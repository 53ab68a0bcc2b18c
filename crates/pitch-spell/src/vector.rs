//! One bar searched under every candidate tonality.

use std::ops::Range;

use serde::{Deserialize, Serialize};
use spellconf::LocalDistance;

use crate::cost::Cost;
use crate::enumerator::NoteEnumerator;
use crate::search::{PathSearch, SearchOptions};
use crate::ton_index::TonalityIndex;
use crate::tonality::Tonality;

/// Outcome of a tonality estimate.
#[derive(Debug, Clone, Copy, PartialEq, Eq, Serialize, Deserialize)]
pub struct Estimate {
    /// Row of the chosen tonality in the index.
    pub index: usize,
    /// Several candidates were still equal after every tie-break.
    pub ambiguous: bool,
}

impl Estimate {
    pub fn clear(index: usize) -> Self {
        Self {
            index,
            ambiguous: false,
        }
    }
}

/// First minimum of `key` over `candidates`, flagged when the minimum is shared.
pub(crate) fn pick_min<K: Ord>(candidates: &[usize], key: impl Fn(usize) -> K) -> Option<Estimate> {
    let mut best: Option<(usize, K)> = None;
    let mut ambiguous = false;
    for &j in candidates {
        let k = key(j);
        let better = match &best {
            None => true,
            Some((_, bk)) => {
                if k == *bk {
                    ambiguous = true;
                }
                k < *bk
            }
        };
        if better {
            best = Some((j, k));
            ambiguous = false;
        }
    }
    best.map(|(index, _)| Estimate { index, ambiguous })
}

pub(crate) fn tonality_distance(kind: LocalDistance, a: &Tonality, b: &Tonality) -> u32 {
    match kind {
        LocalDistance::Diatonic => a.distance_diatonic(b),
        LocalDistance::Weber => a.distance_weber(b),
    }
}

/// Bags of one bar, one per row of the tonality index.
///
/// The first pass fills every row without a local tonality. The second pass
/// only fills the rows of global candidates, each with its own local tonality.
#[derive(Debug)]
pub struct SpellVector<C> {
    bar: usize,
    notes: Range<usize>,
    bags: Vec<Option<PathSearch<C>>>,
}

impl<C: Cost> SpellVector<C> {
    /// First pass: every tonality of `index`, local tonality unknown.
    pub fn new<E: NoteEnumerator + ?Sized>(
        notes: &E,
        bar: usize,
        range: Range<usize>,
        index: &TonalityIndex,
        seed: &C,
        options: &SearchOptions,
    ) -> Self {
        let bags = index
            .iter()
            .map(|ton| Some(PathSearch::new(notes, range.clone(), ton, None, seed, options)))
            .collect();
        Self {
            bar,
            notes: range,
            bags,
        }
    }

    /// Second pass: one bag per `(global, local)` pair of rows.
    pub fn respell<E: NoteEnumerator + ?Sized>(
        notes: &E,
        bar: usize,
        range: Range<usize>,
        index: &TonalityIndex,
        rows: &[(usize, usize)],
        seed: &C,
        options: &SearchOptions,
    ) -> Self {
        let mut bags: Vec<Option<PathSearch<C>>> = (0..index.len()).map(|_| None).collect();
        for &(global, local) in rows {
            bags[global] = Some(PathSearch::new(
                notes,
                range.clone(),
                index.ton(global),
                Some(index.ton(local)),
                seed,
                options,
            ));
        }
        Self {
            bar,
            notes: range,
            bags,
        }
    }

    /// Bar number.
    pub fn bar(&self) -> usize {
        self.bar
    }

    pub fn notes(&self) -> Range<usize> {
        self.notes.clone()
    }

    pub fn is_empty(&self) -> bool {
        self.notes.is_empty()
    }

    pub fn bag(&self, row: usize) -> Option<&PathSearch<C>> {
        self.bags.get(row).and_then(|b| b.as_ref())
    }

    pub fn cost(&self, row: usize) -> Option<&C> {
        self.bag(row).and_then(|b| b.cost())
    }

    /// Local tonality of this bar assuming global tonality `global`.
    ///
    /// Minimizes the bag cost; ties go to the row closest to `prev` (the
    /// local tonality of the previous bar), then closest to `global`, then
    /// with the fewest accidentals in its key signature. An empty bar keeps
    /// `prev`. `None` when no row has a spelling.
    pub fn estimate_local(
        &self,
        index: &TonalityIndex,
        global: usize,
        prev: usize,
        distance: LocalDistance,
    ) -> Option<Estimate> {
        if self.is_empty() {
            return Some(Estimate::clear(prev));
        }
        let rows: Vec<usize> = (0..self.bags.len())
            .filter(|&j| self.cost(j).is_some())
            .collect();
        let min = rows
            .iter()
            .filter_map(|&j| self.cost(j))
            .fold(None::<&C>, |m, c| match m {
                Some(m) if !c.less(m) => Some(m),
                _ => Some(c),
            })?;
        let tied: Vec<usize> = rows
            .into_iter()
            .filter(|&j| self.cost(j).map_or(false, |c| !min.less(c)))
            .collect();

        let prev_ton = index.ton(prev);
        let global_ton = index.ton(global);
        pick_min(&tied, |j| {
            let ton = index.ton(j);
            (
                tonality_distance(distance, prev_ton, ton),
                tonality_distance(distance, global_ton, ton),
                ton.fifths().unsigned_abs(),
            )
        })
    }
}

#[cfg(test)]
mod tests {
    use super::*;
    use crate::cost::AccidCost;
    use crate::enumerator::NoteSequence;

    #[test]
    fn test_pick_min_flags_ties() {
        let est = pick_min(&[4, 7, 9], |j| j % 2).unwrap();
        assert_eq!(est, Estimate { index: 4, ambiguous: false });

        let est = pick_min(&[3, 5, 8], |j| j % 2).unwrap();
        assert_eq!(est, Estimate { index: 8, ambiguous: false });

        let est = pick_min(&[3, 5], |j| j % 2).unwrap();
        assert_eq!(est, Estimate { index: 3, ambiguous: true });

        assert!(pick_min(&[], |j| j).is_none());
    }

    #[test]
    fn test_local_follows_the_bar() {
        let index = TonalityIndex::default30();
        // G A B C D E F#: G major territory
        let notes = NoteSequence::from_bars(&[&[67, 69, 71, 72, 74, 76, 78]]);
        let vector = SpellVector::new(&notes, 0, 0..7, &index, &AccidCost::new(false), &SearchOptions::default());

        let c_major = index.find(&Tonality::major(0).unwrap()).unwrap();
        let g_major = index.find(&Tonality::major(1).unwrap()).unwrap();
        let local = vector.estimate_local(&index, c_major, c_major, LocalDistance::Diatonic).unwrap();
        assert_eq!(local.index, g_major);
        assert!(!local.ambiguous);
    }

    fn majors(fifths: &[i8]) -> TonalityIndex {
        let mut index = TonalityIndex::new();
        for &f in fifths {
            index.add(Tonality::major(f).unwrap(), true).unwrap();
        }
        index.close();
        index
    }

    fn vector(index: &TonalityIndex, bar: &[u8]) -> SpellVector<AccidCost> {
        let notes = NoteSequence::from_bars(&[bar]);
        SpellVector::new(&notes, 0, 0..bar.len(), index, &AccidCost::new(false), &SearchOptions::default())
    }

    #[test]
    fn test_local_tie_goes_to_previous_local() {
        // C E G: no sign in any of the three
        let index = majors(&[0, 1, -1]);
        let v = vector(&index, &[60, 64, 67]);
        assert_eq!(v.cost(0), v.cost(1));
        assert_eq!(v.cost(0), v.cost(2));

        // the global would pick C, the previous bar was in G
        let local = v.estimate_local(&index, 0, 1, LocalDistance::Diatonic).unwrap();
        assert_eq!(local, Estimate::clear(1));
        let local = v.estimate_local(&index, 0, 2, LocalDistance::Diatonic).unwrap();
        assert_eq!(local, Estimate::clear(2));
    }

    #[test]
    fn test_local_tie_then_goes_to_global() {
        // F# Bb: one sign in G, F, D and Bb, two in C
        let index = majors(&[0, 1, -1, 2, -2]);
        let v = vector(&index, &[66, 70]);
        assert_eq!(v.cost(0).map(|c| c.accidentals()), Some(2));
        for row in 1..5 {
            assert_eq!(v.cost(row).map(|c| c.accidentals()), Some(1));
        }

        // C is one step from G and F, two from D and Bb
        let under_d = v.estimate_local(&index, 3, 0, LocalDistance::Diatonic).unwrap();
        assert_eq!(under_d, Estimate::clear(1));
        let under_bb = v.estimate_local(&index, 4, 0, LocalDistance::Diatonic).unwrap();
        assert_eq!(under_bb, Estimate::clear(2));
    }

    #[test]
    fn test_local_tie_then_goes_to_fewest_signs() {
        // F C#: one sign in C and D, two in G
        let index = majors(&[2, 1, 0]);
        let v = vector(&index, &[65, 73]);
        assert_eq!(v.cost(1).map(|c| c.accidentals()), Some(2));

        // G is one step from both C and D
        let local = v.estimate_local(&index, 1, 1, LocalDistance::Diatonic).unwrap();
        assert_eq!(local, Estimate::clear(2));
    }

    #[test]
    fn test_unresolved_local_tie_is_flagged() {
        let index = majors(&[0, 1, -1]);
        let v = vector(&index, &[66, 70]);
        let local = v.estimate_local(&index, 0, 0, LocalDistance::Diatonic).unwrap();
        // G and F agree on every criterion, the first row is kept
        assert_eq!(local, Estimate { index: 1, ambiguous: true });
    }

    #[test]
    fn test_empty_bar_keeps_previous_local() {
        let index = TonalityIndex::default30();
        let notes = NoteSequence::from_bars(&[&[60]]);
        let vector = SpellVector::new(&notes, 3, 1..1, &index, &AccidCost::new(false), &SearchOptions::default());
        assert!(vector.is_empty());
        assert_eq!(vector.bar(), 3);
        let local = vector.estimate_local(&index, 7, 12, LocalDistance::Diatonic).unwrap();
        assert_eq!(local, Estimate::clear(12));
    }
}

|---|

REQUIRED ACTION
For an answer, give a copy of every line in the listing that holds the word "less".

COMPLETED EXERCISE
                Some(m) if !c.less(m) => Some(m),
            .filter(|&j| self.cost(j).map_or(false, |c| !min.less(c)))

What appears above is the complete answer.